Catalytic Hydrolysis of Acylcyanamide Substrates by Carboxypeptidase A Defines the Stereochemistry of Carbonyl Hydration at the Enzyme Active Site

New peptide and ester substrate analogues for carboxypeptidase A have been prepared which differ by the possession of an acylcyanamide residue of comparable acidity in place of the C-terminal carboxylic acid group that is normally required by the enzyme. The surrogates are cleaved respectively (2 \times 10^{5}) and (10^{4}) times more slowly than corresponding regular substrates (\left(k_{\mathrm{cat}} / K_{m}\right)).
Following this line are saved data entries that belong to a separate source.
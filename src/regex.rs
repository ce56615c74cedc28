//! Re-exports from either `regex` or `regex_lite`, depending on features.

#[cfg(feature = "lite")]
pub(crate) use regex_lite::{Captures, Regex};
#[cfg(all(feature = "regex", not(feature = "lite")))]
pub(crate) use regex::{Captures, Regex};

#[cfg(not(any(feature = "regex", feature = "lite")))]
compile_error!("bibunify requires the \"regex\" or \"lite\" feature to be enabled");
//! Audit trail and run statistics.

use crate::normalize::MatchKey;
use crate::{CanonicalRecord, MatchKind, Provenance, Source};
use serde::{Deserialize, Serialize};
use std::collections::BTreeMap;
use std::fmt;

/// A per-record anomaly. Warnings never abort a run.
#[derive(Debug, Clone, PartialEq, Eq, Serialize, Deserialize)]
pub enum AuditWarning {
    /// The record has neither a usable DOI nor a usable title, so it could not be matched
    /// and was passed through on its own.
    MalformedRecord { record: Provenance },
    /// A fuzzy group spans more than two distinct years, or holds more records than there
    /// are sources. Resolution went ahead with the usual policy.
    AmbiguousMerge {
        years: Vec<i32>,
        sources: Vec<Source>,
        members: usize,
    },
}

impl fmt::Display for AuditWarning {
    fn fmt(&self, f: &mut fmt::Formatter<'_>) -> fmt::Result {
        match self {
            AuditWarning::MalformedRecord { record } => {
                write!(f, "record {record} has neither DOI nor title")
            }
            AuditWarning::AmbiguousMerge {
                years,
                sources,
                members,
            } => write!(
                f,
                "fuzzy group of {members} records spans years {years:?} across sources {sources:?}"
            ),
        }
    }
}

/// How one canonical record came to be.
#[derive(Debug, Clone, PartialEq, Eq, Serialize, Deserialize)]
pub struct AuditEntry {
    /// Position of the canonical record in the reconciled set
    pub canonical_index: usize,
    pub matched_by: MatchKind,
    /// Key shared by the group: the DOI for exact groups, the first member's title key
    /// otherwise; `None` for malformed records
    pub key: Option<MatchKey>,
    /// Every input record merged into the canonical record
    pub members: Vec<Provenance>,
    pub warnings: Vec<AuditWarning>,
}

impl AuditEntry {
    /// Records merged into the canonical record besides the first, highest-priority one.
    pub fn absorbed(&self) -> &[Provenance] {
        self.members.get(1..).unwrap_or_default()
    }
}

/// One entry per canonical record, in the same order as the reconciled set.
#[derive(Debug, Clone, Default, PartialEq, Eq, Serialize, Deserialize)]
pub struct AuditLog {
    pub entries: Vec<AuditEntry>,
}

impl AuditLog {
    pub fn len(&self) -> usize {
        self.entries.len()
    }

    pub fn is_empty(&self) -> bool {
        self.entries.is_empty()
    }

    pub fn warnings(&self) -> impl Iterator<Item = &AuditWarning> {
        self.entries.iter().flat_map(|e| e.warnings.iter())
    }

    /// The entry that accounts for a given input record.
    pub fn entry_for(&self, source: Source, origin_id: &str) -> Option<&AuditEntry> {
        self.entries.iter().find(|entry| {
            entry
                .members
                .iter()
                .any(|m| m.source == source && m.origin_id == origin_id)
        })
    }
}

/// Summary figures for reporting.
#[derive(Debug, Clone, Default, PartialEq, Eq, Serialize, Deserialize)]
pub struct ReconciliationStats {
    pub input_records: usize,
    pub input_by_source: BTreeMap<Source, usize>,
    pub canonical_records: usize,
    pub exact_groups: usize,
    pub fuzzy_groups: usize,
    pub singletons: usize,
    /// Input records that did not survive as their own canonical record
    pub merged_away: usize,
    /// Canonical records found in both databases
    pub in_both: usize,
    pub warnings: usize,
}

impl ReconciliationStats {
    pub fn collect(records: &[CanonicalRecord], audit: &AuditLog) -> Self {
        let mut stats = Self {
            canonical_records: records.len(),
            in_both: records.iter().filter(|r| r.in_both()).count(),
            warnings: audit.warnings().count(),
            ..Default::default()
        };

        for entry in &audit.entries {
            stats.input_records += entry.members.len();
            for member in &entry.members {
                *stats.input_by_source.entry(member.source).or_default() += 1;
            }
            match entry.matched_by {
                MatchKind::Exact => stats.exact_groups += 1,
                MatchKind::Fuzzy => stats.fuzzy_groups += 1,
                MatchKind::Singleton => stats.singletons += 1,
            }
        }
        stats.merged_away = stats.input_records.saturating_sub(stats.canonical_records);
        stats
    }
}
The suggested interpretation is that the carboxylate functionality of normal substrates, in addition to conferring specificity, participates in the enzymic reaction mechanism as a general base, and that this becomes disallowed in the new analogues by specific-binding interactions which induce the cyano substituent to interfere with hydration of the scissile linkage. That reasoning controverts widely accepted ideas regarding the stereochemical course of (\mathrm{H}_{2} \mathrm{O}) addition to the enzymic (\mathrm{Zn}^{2+})-activated peptide linkage as well as the role of carboxypeptidase active site residue Glu 270 in the catalytic mechanism. 1994 Academic Press, Inc.